* **TASK OBJECTIVE**
Read through the listing below and copy each line in which the word "Other" occurs.

-.-.-

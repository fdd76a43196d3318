pub mod app;

pub use app::{format_date, show_toast, start};
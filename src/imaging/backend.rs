//! Image backend trait and shared types.
//!
//! The [`ImageBackend`] trait defines the two operations the placeholder
//! pipeline needs: identify (read dimensions from encoded bytes) and
//! placeholder (decode, downsample, blur, re-encode as JPEG).
//!
//! The production implementation is
//! [`RustBackend`](super::rust_backend::RustBackend), built on the `image`
//! crate.

use super::params::PlaceholderParams;
use thiserror::Error;

#[derive(Error, Debug)]
pub enum BackendError {
    #[error("Unrecognized image data: {0}")]
    UnknownFormat(String),
    #[error("Processing failed: {0}")]
    ProcessingFailed(String),
}

/// Result of an identify operation.
#[derive(Debug, Clone, Copy, PartialEq, Eq)]
pub struct Dimensions {
    pub width: u32,
    pub height: u32,
}

/// Trait for image backends.
///
/// `Sync` because placeholders for one batch are built concurrently on the
/// rayon pool, all sharing a single backend.
pub trait ImageBackend: Sync {
    /// Read dimensions from the encoded image header.
    fn identify(&self, source: &[u8]) -> Result<Dimensions, BackendError>;

    /// Produce encoded JPEG bytes for a placeholder.
    fn placeholder(&self, params: &PlaceholderParams<'_>) -> Result<Vec<u8>, BackendError>;
}
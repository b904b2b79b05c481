//! The gallery content document: loading, section classification, persisting.
//!
//! The document is kept as a [`serde_json::Value`] tree rather than a fully
//! typed struct. The site editor owns the schema and adds fields freely, and
//! this tool must write back every key it does not understand, in the order it
//! found them (`serde_json`'s `preserve_order` feature). Typed access happens
//! through [`SectionKind`] and the small accessor helpers below.
//!
//! ```json
//! {
//!   "sections": [
//!     { "type": "gallery", "items": [{ "fileName": "a.jpg" }] },
//!     { "type": "galleryWithTags",
//!       "items": [{ "fileName": "b.jpg" }],
//!       "tags": [{ "name": "Ink", "items": [{ "fileName": "c.jpg" }] }] },
//!     { "type": "info", "imageId": "d.jpg" }
//!   ]
//! }
//! ```

use serde_json::{Map, Value};
use std::path::{Path, PathBuf};
use thiserror::Error;

/// Key holding the placeholder data URI on items and info sections.
pub const LQIP_KEY: &str = "lqip";

#[derive(Error, Debug)]
pub enum LoadError {
    #[error("Failed to read {path}: {source}")]
    Read {
        path: PathBuf,
        source: std::io::Error,
    },
    #[error("Invalid JSON in {path}: {source}")]
    Parse {
        path: PathBuf,
        source: serde_json::Error,
    },
    #[error("Invalid data in {0}: sections must be an array")]
    MissingSections(PathBuf),
}

#[derive(Error, Debug)]
pub enum PersistError {
    #[error("Failed to serialize document: {0}")]
    Serialize(#[from] serde_json::Error),
    #[error("Failed to write {path}: {source}")]
    Write {
        path: PathBuf,
        source: std::io::Error,
    },
}

/// Recognized section variants.
///
/// Anything else (including a missing `type`) is [`SectionKind::Other`]:
/// scanned, contributes nothing, written back untouched.
#[derive(Debug, Clone, Copy, PartialEq, Eq)]
pub enum SectionKind {
    Gallery,
    GalleryWithTags,
    Info,
    Other,
}

impl SectionKind {
    pub fn of(section: &Value) -> Self {
        match section.get("type").and_then(Value::as_str) {
            Some("gallery") => Self::Gallery,
            Some("galleryWithTags") => Self::GalleryWithTags,
            Some("info") => Self::Info,
            _ => Self::Other,
        }
    }
}

/// A parsed content document.
#[derive(Debug, Clone, PartialEq)]
pub struct Document {
    root: Value,
}

impl Document {
    /// Wrap an already-parsed JSON value. The root must be an object whose
    /// `sections` key is an array.
    pub fn from_value(root: Value) -> Option<Self> {
        root.get("sections")
            .is_some_and(Value::is_array)
            .then_some(Self { root })
    }

    /// Read and parse the document at `path`.
    pub fn load(path: &Path) -> Result<Self, LoadError> {
        let content = std::fs::read_to_string(path).map_err(|source| LoadError::Read {
            path: path.to_path_buf(),
            source,
        })?;
        let root: Value = serde_json::from_str(&content).map_err(|source| LoadError::Parse {
            path: path.to_path_buf(),
            source,
        })?;
        Self::from_value(root).ok_or_else(|| LoadError::MissingSections(path.to_path_buf()))
    }

    /// Pretty-print (two-space indent) and overwrite `path`.
    ///
    /// No trailing newline is written, so a document produced by the site's
    /// own tooling round-trips byte for byte.
    pub fn save(&self, path: &Path) -> Result<(), PersistError> {
        let json = self.to_pretty_string()?;
        std::fs::write(path, json).map_err(|source| PersistError::Write {
            path: path.to_path_buf(),
            source,
        })
    }

    pub fn to_pretty_string(&self) -> Result<String, serde_json::Error> {
        serde_json::to_string_pretty(&self.root)
    }

    pub fn sections(&self) -> &[Value] {
        self.root
            .get("sections")
            .and_then(Value::as_array)
            .map(Vec::as_slice)
            .unwrap_or_default()
    }

    pub fn sections_mut(&mut self) -> &mut [Value] {
        self.root
            .get_mut("sections")
            .and_then(Value::as_array_mut)
            .map(Vec::as_mut_slice)
            .unwrap_or_default()
    }

    pub fn into_value(self) -> Value {
        self.root
    }
}

/// A non-empty string field, or `None` if absent, empty, or not a string.
pub fn string_field<'a>(value: &'a Value, key: &str) -> Option<&'a str> {
    value
        .get(key)
        .and_then(Value::as_str)
        .filter(|s| !s.is_empty())
}

/// Items of a section or tag. Missing or non-array `items` yields nothing.
pub fn items(owner: &Value) -> &[Value] {
    list(owner, "items")
}

pub fn items_mut(owner: &mut Value) -> &mut [Value] {
    list_mut(owner, "items")
}

/// Tags of a `galleryWithTags` section.
pub fn tags(section: &Value) -> &[Value] {
    list(section, "tags")
}

pub fn tags_mut(section: &mut Value) -> &mut [Value] {
    list_mut(section, "tags")
}

/// Set `lqip` on an object, appending the key if it was not there yet.
/// Non-object values are left alone.
pub fn set_lqip(target: &mut Value, uri: &str) -> bool {
    match target.as_object_mut() {
        Some(map) => {
            insert_string(map, LQIP_KEY, uri);
            true
        }
        None => false,
    }
}

fn insert_string(map: &mut Map<String, Value>, key: &str, value: &str) {
    map.insert(key.to_string(), Value::String(value.to_string()));
}

fn list<'a>(owner: &'a Value, key: &str) -> &'a [Value] {
    owner
        .get(key)
        .and_then(Value::as_array)
        .map(Vec::as_slice)
        .unwrap_or_default()
}

fn list_mut<'a>(owner: &'a mut Value, key: &str) -> &'a mut [Value] {
    owner
        .get_mut(key)
        .and_then(Value::as_array_mut)
        .map(Vec::as_mut_slice)
        .unwrap_or_default()
}

#[cfg(test)]
mod tests {
    use super::*;
    use serde_json::json;
    use tempfile::TempDir;

    #[test]
    fn section_kind_classification() {
        assert_eq!(
            SectionKind::of(&json!({"type": "gallery"})),
            SectionKind::Gallery
        );
        assert_eq!(
            SectionKind::of(&json!({"type": "galleryWithTags"})),
            SectionKind::GalleryWithTags
        );
        assert_eq!(SectionKind::of(&json!({"type": "info"})), SectionKind::Info);
        assert_eq!(
            SectionKind::of(&json!({"type": "video"})),
            SectionKind::Other
        );
        assert_eq!(SectionKind::of(&json!({})), SectionKind::Other);
        assert_eq!(SectionKind::of(&json!({"type": 3})), SectionKind::Other);
    }

    #[test]
    fn from_value_requires_sections_array() {
        assert!(Document::from_value(json!({"sections": []})).is_some());
        assert!(Document::from_value(json!({"sections": {}})).is_none());
        assert!(Document::from_value(json!({})).is_none());
        assert!(Document::from_value(json!([1, 2])).is_none());
    }

    #[test]
    fn load_missing_file_errors() {
        let tmp = TempDir::new().unwrap();
        let result = Document::load(&tmp.path().join("nope.json"));
        assert!(matches!(result, Err(LoadError::Read { .. })));
    }

    #[test]
    fn load_invalid_json_errors() {
        let tmp = TempDir::new().unwrap();
        let path = tmp.path().join("data.json");
        std::fs::write(&path, "{ not json").unwrap();
        assert!(matches!(Document::load(&path), Err(LoadError::Parse { .. })));
    }

    #[test]
    fn load_without_sections_errors() {
        let tmp = TempDir::new().unwrap();
        let path = tmp.path().join("data.json");
        std::fs::write(&path, r#"{"title": "site"}"#).unwrap();
        assert!(matches!(
            Document::load(&path),
            Err(LoadError::MissingSections(_))
        ));
    }

    #[test]
    fn save_preserves_key_order_and_uses_two_space_indent() {
        let tmp = TempDir::new().unwrap();
        let path = tmp.path().join("data.json");
        let input = r#"{"zeta":1,"sections":[{"type":"gallery","title":"T","items":[]}],"alpha":2}"#;
        std::fs::write(&path, input).unwrap();

        let doc = Document::load(&path).unwrap();
        doc.save(&path).unwrap();

        let written = std::fs::read_to_string(&path).unwrap();
        let expected = "{\n  \"zeta\": 1,\n  \"sections\": [\n    {\n      \"type\": \"gallery\",\n      \"title\": \"T\",\n      \"items\": []\n    }\n  ],\n  \"alpha\": 2\n}";
        assert_eq!(written, expected);
    }

    #[test]
    fn save_to_missing_directory_errors() {
        let tmp = TempDir::new().unwrap();
        let doc = Document::from_value(json!({"sections": []})).unwrap();
        let result = doc.save(&tmp.path().join("missing/dir/data.json"));
        assert!(matches!(result, Err(PersistError::Write { .. })));
    }

    #[test]
    fn string_field_ignores_empty_and_non_strings() {
        let item = json!({"a": "x.jpg", "b": "", "c": 7});
        assert_eq!(string_field(&item, "a"), Some("x.jpg"));
        assert_eq!(string_field(&item, "b"), None);
        assert_eq!(string_field(&item, "c"), None);
        assert_eq!(string_field(&item, "d"), None);
    }

    #[test]
    fn items_and_tags_tolerate_missing_lists() {
        let section = json!({"type": "galleryWithTags"});
        assert!(items(&section).is_empty());
        assert!(tags(&section).is_empty());

        let section = json!({"items": "oops"});
        assert!(items(&section).is_empty());
    }

    #[test]
    fn set_lqip_overwrites_in_place() {
        let mut item = json!({"fileName": "a.jpg", "lqip": "old", "alt": "x"});
        assert!(set_lqip(&mut item, "new"));
        assert_eq!(item["lqip"], "new");
        let keys: Vec<&String> = item.as_object().unwrap().keys().collect();
        assert_eq!(keys, ["fileName", "lqip", "alt"]);
    }

    #[test]
    fn set_lqip_on_non_object_is_noop() {
        let mut item = json!("a.jpg");
        assert!(!set_lqip(&mut item, "uri"));
        assert_eq!(item, json!("a.jpg"));
    }
}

-.-.-

* **EXERCISE SOLUTION**
/// Anything else (including a missing `type`) is [`SectionKind::Other`]:
    Other,
            _ => Self::Other,
            SectionKind::Other
        assert_eq!(SectionKind::of(&json!({})), SectionKind::Other);
        assert_eq!(SectionKind::of(&json!({"type": 3})), SectionKind::Other);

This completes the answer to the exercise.